Wednesday, November 7, 2012

Courage My Love, November has returned!

It is November 2012. The storms have hit the North American continent. Hurricane Sandy and the U.S. Presidential election. One did a lot of damage, and the other is a continuing beacon of hope that Americans are not all complete idiots.

Sadly my life has one less person in it. Andrea passed away on July 30.  Gently, and with dignity and most important, at home. She simply stopped breathing. One minute life, the next death. There was such a fine line that she slipped across. And she never returned.

I have been grieving in all the usual ways, crying, eating too much, eating too little, giving things away, talking about her, not talking about her, cursing her, missing her. Under the cursing section comes "Did you really have to hang on to every piece of clothing you have ever had since the 9th grade? Seriously, those padded shoulders are not coming back!"

I have also taken some time and looked at my life, and for the most part, am not pleased with what I see. I am too selfish, occasionally mean, impulsive, rude and quite often borderline obnoxious. And that's the good stuff, it gets worse from there. I won't bore you with it, but put your mind to rest, I have never killed anyone, beat a puppy or sold any of my children into slavery. Although the thought did cross my mind from time to time.

I find, that as I age, I am turning into that typical cranky old lady, who has very little patience and who can't find the right change in the check out line and takes about 20 minutes to dig out every last penny, and that's when it occurs to me. Fuck the right change! That's your freaking job. To count back my change which you probably can't do because you were born in an era where the "machine told you what change to give" but you cannot count in reverse, most likely because you cannot count. There see what I mean.

I am having even less success at work with patience and, guess what else... tact. Quel surprise. Life, mine at least, is getting too fucking short to waste time being nice to assholes so they feel "good" about themselves, they now call this "respect" by the way. Yes respect in the workplace. You cannot tell Joe what a complete fucking nimrod he is because he  a) cannot do the job you pay him $28 an hour for  and b) you don't want him to even try because he will cock it up any way. You have to ask him, "What else could we do to help you succeed in your job?"  My stock thought is "Find him another job in another company because he is nothing but dead weight here"

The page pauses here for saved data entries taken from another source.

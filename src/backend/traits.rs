//! Trait abstractions for external services to enable mocking in tests

use super::error::{AuthError, SubmissionError};
use crate::state::{SessionSubscription, User};
use async_trait::async_trait;
use chrono::{DateTime, Utc};
use serde_json::{Map, Value};

/// Body of a form endpoint request
#[derive(Debug, Clone, PartialEq)]
pub enum RequestBody {
    /// `application/x-www-form-urlencoded` key/value pairs
    UrlEncoded(Vec<(String, String)>),
    Json(Value),
}

/// Identity and creation time assigned by the document store
#[derive(Debug, Clone, PartialEq, Eq)]
pub struct StoredRecord {
    pub id: String,
    pub created_at: DateTime<Utc>,
}

/// One-way form submission endpoint
#[cfg_attr(test, mockall::automock)]
#[async_trait]
pub trait FormEndpoint: Send + Sync {
    /// POST the body; the response content is not inspected
    async fn post(&self, url: &str, body: RequestBody) -> Result<(), SubmissionError>;
}

/// Document store with server-assigned identity
#[cfg_attr(test, mockall::automock)]
#[async_trait]
pub trait RecordStore: Send + Sync {
    async fn create_record(
        &self,
        collection: &str,
        document: Map<String, Value>,
    ) -> Result<StoredRecord, SubmissionError>;
}

/// Authentication provider operations
#[cfg_attr(test, mockall::automock)]
#[async_trait]
pub trait AuthProvider: Send + Sync {
    /// Subscribe to session events; dropping the subscription unsubscribes
    fn subscribe(&self) -> SessionSubscription;

    /// Sign in with email and password
    async fn sign_in_with_credentials(&self, email: &str, password: &str)
        -> Result<User, AuthError>;

    /// Sign in through the federated (Google) provider
    async fn sign_in_with_federated(&self) -> Result<User, AuthError>;

    async fn sign_out(&self) -> Result<(), AuthError>;

    /// ID token for authorizing store requests, refreshed if it is about to
    /// expire. `None` when nobody is signed in.
    async fn id_token(&self) -> Result<Option<String>, AuthError>;
}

Why is it we allow incompetence to rule the work place? Unions have certainly helped establish that. They protect the stupid, the incompentent and the down right dumb fucks. I totally get why we have them (there are a lot of sociopathic members of management) but when reason goes out the door, it is closely followed by logic and common sense.

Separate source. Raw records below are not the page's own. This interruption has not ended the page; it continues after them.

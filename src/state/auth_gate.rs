//! Session guard for protected routes

use super::session::{SessionState, SessionSubscription, User};
use crate::backend::AuthProvider;
use crate::routes::Route;

/// Performs navigation requested by a gate
#[cfg_attr(test, mockall::automock)]
pub trait Navigator {
    fn redirect(&mut self, route: Route);
}

/// Where a gate is in its check
#[derive(Debug, Clone, PartialEq, Eq)]
pub enum GateState {
    /// Waiting for the provider's session event; render a placeholder only
    Checking,
    Authenticated(User),
    /// A redirect to the entry route has been issued
    Unauthenticated,
}

/// Wraps a protected view for as long as it is mounted.
///
/// The gate leaves `Checking` exactly once, on the first resolved session
/// event. Dropping the gate releases its subscription, so re-entering the
/// route mounts a fresh gate and checks again.
#[derive(Debug)]
pub struct AuthGate {
    state: GateState,
    subscription: SessionSubscription,
    entry: Route,
}

impl AuthGate {
    pub fn mount(provider: &dyn AuthProvider, entry: Route) -> Self {
        Self {
            state: GateState::Checking,
            subscription: provider.subscribe(),
            entry,
        }
    }

    pub fn state(&self) -> &GateState {
        &self.state
    }

    pub fn user(&self) -> Option<&User> {
        match &self.state {
            GateState::Authenticated(user) => Some(user),
            _ => None,
        }
    }

    /// Check for a delivered session event without waiting
    pub fn poll(&mut self, navigator: &mut dyn Navigator) -> &GateState {
        if self.state == GateState::Checking {
            if let Some(session) = self.subscription.try_resolved() {
                self.resolve(session, navigator);
            }
        }
        &self.state
    }

    /// Wait for the session event.
    ///
    /// Never returns while the provider stays silent.
    pub async fn settle(&mut self, navigator: &mut dyn Navigator) -> &GateState {
        if self.state == GateState::Checking {
            if let Some(session) = self.subscription.resolved().await {
                self.resolve(session, navigator);
            }
        }
        &self.state
    }

    fn resolve(&mut self, session: SessionState, navigator: &mut dyn Navigator) {
        match session {
            SessionState::SignedIn(session) => {
                self.state = GateState::Authenticated(session.user);
            }
            SessionState::SignedOut => {
                tracing::info!("User not authenticated, redirecting to {}", self.entry.path());
                self.state = GateState::Unauthenticated;
                navigator.redirect(self.entry);
            }
            SessionState::Unknown => {}
        }
    }
}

Courage my love, no one is asking you to run the world. With good reason.

Tuesday, April 3, 2012

April 3, 2012

It is spring, although it is hard to tell. The long dark tunnel of winter rain and heavy cold clouds have extended into the cruelest month. We had a tease of sun, once or twice it seems in the last six months, but no warm harbinger of green and growing things.

The garden lays untouched. A muck and weed infested patch that seems to be a metaphor for my life.

Do I sound depressed? I never thought I would have a Wet Coast Whine... " I wanna see the sun!" but alas I do.

What has happened in the last bit since I've been here, which seems just this side of forever. I had most of the summer off, then I went back to work and it sucks. I just cannot get excited about the dumb shit we do at work. It isn't airplanes or rocket science, and it isn't innovative, but it is repetitive, it is mindless soul sucking work. Seriously, it isn't that bad, but my brain is only engaging with 1/10 of 1%.

One really sad thing that happened is that Wayne died. Suddenly and shockingly dead. All of us were rocked to the core. How fragile is our lives, how short, how unknowing.

I am reading the Steve Jobs autobiography. What a complete and utter asshole, brilliant, incredible, one of a kind asshole. Loved him, hated him, would not have wanted to be him. He did bring us forward by light years with the intuitive approach to technology. It's funny, but when I first bought my Ipad, I thought how it responded to me, and intuitive was the only word that describes it. It does what I think it will do and does it in a way that I think it should. It matches my hands on a book, my fingers on a keyboard, my brain in free flight. Insanely wonderful ubertoy.

Ok so I am going to try coming back here on a somewhat regular basis. I need some renewal, some rebirth. I am taking a simpler path these days.  Life seems like a heavy burden at times and I need to lighten the load on my soul.

This beats the hell out of using an automatic weapon in a shopping mall.